Records from a data collection
====

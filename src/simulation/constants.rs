//! Physical constants and unit conversions shared by the simulation models

use std::f64::consts::PI;

/// Vacuum permeability mu_0 [T*m/A]
pub const VACUUM_PERMEABILITY: f64 = 1.256_637_062_12e-6;

/// Earth's gravitational parameter GM [m^3/s^2]
pub const EARTH_MU: f64 = 3.986_004_418e14;

/// WGS84 equatorial radius [m]
pub const EARTH_EQUATORIAL_RADIUS_M: f64 = 6_378_137.0;

/// Geomagnetic reference radius used by the IGRF/WMM coefficients [m]
pub const GEOMAGNETIC_REFERENCE_RADIUS_M: f64 = 6_371_200.0;

/// Earth's rotation rate [rad/s]
pub const EARTH_ROTATION_RATE: f64 = 7.292_115_0e-5;

/// Second zonal harmonic of the Earth's gravity field (WGS84)
pub const EARTH_J2: f64 = 1.082_63e-3;

pub const KM_TO_M: f64 = 1000.0;
pub const NT_TO_T: f64 = 1e-9;
pub const DEG_TO_RAD: f64 = PI / 180.0;
pub const RAD_TO_DEG: f64 = 180.0 / PI;
pub const TWO_PI: f64 = 2.0 * PI;

/// Julian year in seconds
pub const SECONDS_PER_YEAR: f64 = 365.25 * 24.0 * 3600.0;

/// Epoch of the geomagnetic dipole coefficients (decimal year)
pub const SIMULATION_START_YEAR: f64 = 2025.0;
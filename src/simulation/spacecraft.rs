//! Spacecraft aggregate: inertia, permanent magnet and hysteresis rods.
//!
//! Built once from configuration and only borrowed by the dynamics.

use nalgebra::Cholesky;

use super::error::ConfigError;
use super::hysteresis::HysteresisRod;
use super::magnet::PermanentMagnet;
use super::states::{NMat3, NVecX};

/// Relative asymmetry tolerated in a supplied inertia tensor.
const SYMMETRY_TOLERANCE: f64 = 1e-9;

#[derive(Debug, Clone)]
pub struct Spacecraft {
    inertia: NMat3,
    inertia_inverse: NMat3,
    magnet: PermanentMagnet,
    rods: Vec<HysteresisRod>,
}

/// Principal inertia of a homogeneous box of mass `m` [kg] and edges
/// `a x b x c` [m].
pub fn box_inertia(m: f64, a: f64, b: f64, c: f64) -> NMat3 {
    NMat3::from_diagonal(&nalgebra::Vector3::new(
        m * (b * b + c * c) / 12.0,
        m * (a * a + c * c) / 12.0,
        m * (a * a + b * b) / 12.0,
    ))
}

impl Spacecraft {
    /// Validates that `inertia` is symmetric positive definite and
    /// precomputes its inverse.
    pub fn new(inertia: NMat3, magnet: PermanentMagnet, rods: Vec<HysteresisRod>) -> Result<Self, ConfigError> {
        if inertia.iter().any(|v| !v.is_finite()) {
            return Err(ConfigError::InvalidInertia("non-finite entries".into()));
        }
        let scale = inertia.amax().max(f64::MIN_POSITIVE);
        if (inertia - inertia.transpose()).amax() > SYMMETRY_TOLERANCE * scale {
            return Err(ConfigError::InvalidInertia("tensor is not symmetric".into()));
        }
        let inertia_inverse = Cholesky::new(inertia)
            .map(|chol| chol.inverse())
            .ok_or_else(|| ConfigError::InvalidInertia("tensor is not positive definite".into()))?;

        Ok(Self {
            inertia,
            inertia_inverse,
            magnet,
            rods,
        })
    }

    /// Box-shaped spacecraft of mass `mass` [kg] and edge lengths `dims` [m].
    pub fn from_box(
        mass: f64,
        dims: [f64; 3],
        magnet: PermanentMagnet,
        rods: Vec<HysteresisRod>,
    ) -> Result<Self, ConfigError> {
        ConfigError::ensure_positive("spacecraft mass", mass)?;
        for d in dims {
            ConfigError::ensure_positive("spacecraft dimension", d)?;
        }
        Self::new(box_inertia(mass, dims[0], dims[1], dims[2]), magnet, rods)
    }

    pub fn inertia(&self) -> &NMat3 {
        &self.inertia
    }

    pub fn inertia_inverse(&self) -> &NMat3 {
        &self.inertia_inverse
    }

    pub fn magnet(&self) -> &PermanentMagnet {
        &self.magnet
    }

    pub fn rods(&self) -> &[HysteresisRod] {
        &self.rods
    }

    pub fn num_rods(&self) -> usize {
        self.rods.len()
    }

    /// Clamp each rod magnetization into [-Ms, Ms]. Returns how many entries
    /// were changed.
    pub fn clamp_magnetizations(&self, magnetizations: &mut NVecX) -> usize {
        let mut clamped = 0;
        for (m, rod) in magnetizations.iter_mut().zip(&self.rods) {
            let c = rod.clamp_magnetization(*m);
            if c != *m {
                *m = c;
                clamped += 1;
            }
        }
        clamped
    }
}

#[cfg(test)]
mod tests {
    use super::*;
    use crate::simulation::hysteresis::JaParameters;
    use crate::simulation::states::NVec3;
    use approx::assert_abs_diff_eq;

    fn magnet() -> PermanentMagnet {
        PermanentMagnet::cylindrical(1.21, 0.05, 0.01, NVec3::z()).unwrap()
    }

    #[test]
    fn cube_inertia() {
        let i = box_inertia(12.0, 2.0, 2.0, 2.0);
        assert_abs_diff_eq!(i[(0, 0)], 8.0, epsilon = 1e-12);
        assert_abs_diff_eq!(i[(1, 1)], 8.0, epsilon = 1e-12);
        assert_abs_diff_eq!(i[(2, 2)], 8.0, epsilon = 1e-12);
        assert_abs_diff_eq!(i[(0, 1)], 0.0, epsilon = 1e-12);
    }

    #[test]
    fn inverse_is_precomputed() {
        let sc = Spacecraft::from_box(1.3, [0.1, 0.1, 0.1], magnet(), Vec::new()).unwrap();
        let product = sc.inertia() * sc.inertia_inverse();
        assert_abs_diff_eq!(product, NMat3::identity(), epsilon = 1e-9);
    }

    #[test]
    fn rejects_non_positive_definite_inertia() {
        let bad = NMat3::from_diagonal(&NVec3::new(1.0, -1.0, 1.0));
        assert!(Spacecraft::new(bad, magnet(), Vec::new()).is_err());

        let mut asym = NMat3::identity();
        asym[(0, 1)] = 0.5;
        assert!(Spacecraft::new(asym, magnet(), Vec::new()).is_err());
    }

    #[test]
    fn clamps_overshooting_rods() {
        let rod = HysteresisRod::new(1e-6, NVec3::x(), JaParameters::hymu80()).unwrap();
        let sc = Spacecraft::new(NMat3::identity(), magnet(), vec![rod.clone(), rod]).unwrap();
        let mut m = NVecX::from_vec(vec![7.0e5, -1.0e3]);
        assert_eq!(sc.clamp_magnetizations(&mut m), 1);
        assert_abs_diff_eq!(m[0], 6.0e5, epsilon = 1e-9);
        assert_abs_diff_eq!(m[1], -1.0e3, epsilon = 1e-9);
    }
}
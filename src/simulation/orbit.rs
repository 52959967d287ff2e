//! Keplerian elements and their conversion to ECI position/velocity.

use nalgebra::Rotation3;
use tracing::warn;

use super::constants::{EARTH_EQUATORIAL_RADIUS_M, KM_TO_M, TWO_PI};
use super::error::ConfigError;
use super::states::NVec3;

/// Convergence threshold of the Kepler equation solver [rad].
pub const KEPLER_TOLERANCE: f64 = 1e-9;
pub const KEPLER_MAX_ITERATIONS: usize = 100;

/// Classical orbital elements. Angles in radians.
#[derive(Debug, Clone, Copy, PartialEq)]
pub struct KeplerianElements {
    pub semi_major_axis: f64,  // a [m]
    pub eccentricity: f64,     // e
    pub inclination: f64,      // i
    pub raan: f64,             // Omega
    pub arg_of_periapsis: f64, // omega
    pub mean_anomaly: f64,     // M at t = 0
}

impl KeplerianElements {
    /// Circular orbit at `altitude_km` above the equatorial radius.
    pub fn circular(altitude_km: f64, inclination: f64) -> Self {
        Self {
            semi_major_axis: EARTH_EQUATORIAL_RADIUS_M + altitude_km * KM_TO_M,
            eccentricity: 0.0,
            inclination,
            raan: 0.0,
            arg_of_periapsis: 0.0,
            mean_anomaly: 0.0,
        }
    }

    pub fn validate(&self) -> Result<(), ConfigError> {
        ConfigError::ensure_positive("semi-major axis", self.semi_major_axis)?;
        if !(0.0..1.0).contains(&self.eccentricity) {
            return Err(ConfigError::OutOfRange {
                name: "eccentricity",
                value: self.eccentricity,
                min: 0.0,
                max: 1.0,
            });
        }
        for (name, v) in [
            ("inclination", self.inclination),
            ("raan", self.raan),
            ("argument of periapsis", self.arg_of_periapsis),
            ("mean anomaly", self.mean_anomaly),
        ] {
            if !v.is_finite() {
                return Err(ConfigError::Invalid(format!("{} is not finite", name)));
            }
        }
        Ok(())
    }

    /// Orbital period [s].
    pub fn period(&self, mu: f64) -> f64 {
        TWO_PI * (self.semi_major_axis.powi(3) / mu).sqrt()
    }

    /// Solve M = E - e sin E by Newton-Raphson.
    pub fn eccentric_anomaly(&self) -> f64 {
        let e = self.eccentricity;
        let m = self.mean_anomaly;
        let mut ea = m;
        for _ in 0..KEPLER_MAX_ITERATIONS {
            let delta = ea - e * ea.sin() - m;
            if delta.abs() < KEPLER_TOLERANCE {
                return ea;
            }
            ea -= delta / (1.0 - e * ea.cos());
        }
        warn!(eccentricity = e, mean_anomaly = m, "Kepler solver did not converge");
        ea
    }

    pub fn true_anomaly(&self) -> f64 {
        let e = self.eccentricity;
        let ea = self.eccentric_anomaly();
        2.0 * (((1.0 + e) / (1.0 - e)).sqrt() * (0.5 * ea).tan()).atan()
    }

    /// ECI (position [m], velocity [m/s]).
    pub fn to_cartesian(&self, mu: f64) -> (NVec3, NVec3) {
        let e = self.eccentricity;
        let nu = self.true_anomaly();
        let p = self.semi_major_axis * (1.0 - e * e);
        let r = p / (1.0 + e * nu.cos());
        let h = (mu / p).sqrt();

        let r_pqw = NVec3::new(r * nu.cos(), r * nu.sin(), 0.0);
        let v_pqw = NVec3::new(-h * nu.sin(), h * (e + nu.cos()), 0.0);

        // 3-1-3: R3(Omega) R1(i) R3(omega)
        let pqw_to_eci = Rotation3::from_axis_angle(&NVec3::z_axis(), self.raan)
            * Rotation3::from_axis_angle(&NVec3::x_axis(), self.inclination)
            * Rotation3::from_axis_angle(&NVec3::z_axis(), self.arg_of_periapsis);

        (pqw_to_eci * r_pqw, pqw_to_eci * v_pqw)
    }
}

====

Task objective -
Copy only the entries from the first line to the line with "pub const EARTH_ROTATION_RATE: f64", each exactly as it appears.

Task result -
filename src/simulation/constants.rs
//! Physical constants and unit conversions shared by the simulation models

use std::f64::consts::PI;

/// Vacuum permeability mu_0 [T*m/A]
pub const VACUUM_PERMEABILITY: f64 = 1.256_637_062_12e-6;

/// Earth's gravitational parameter GM [m^3/s^2]
pub const EARTH_MU: f64 = 3.986_004_418e14;

/// WGS84 equatorial radius [m]
pub const EARTH_EQUATORIAL_RADIUS_M: f64 = 6_378_137.0;

/// Geomagnetic reference radius used by the IGRF/WMM coefficients [m]
pub const GEOMAGNETIC_REFERENCE_RADIUS_M: f64 = 6_371_200.0;

/// Earth's rotation rate [rad/s]
pub const EARTH_ROTATION_RATE: f64 = 7.292_115_0e-5;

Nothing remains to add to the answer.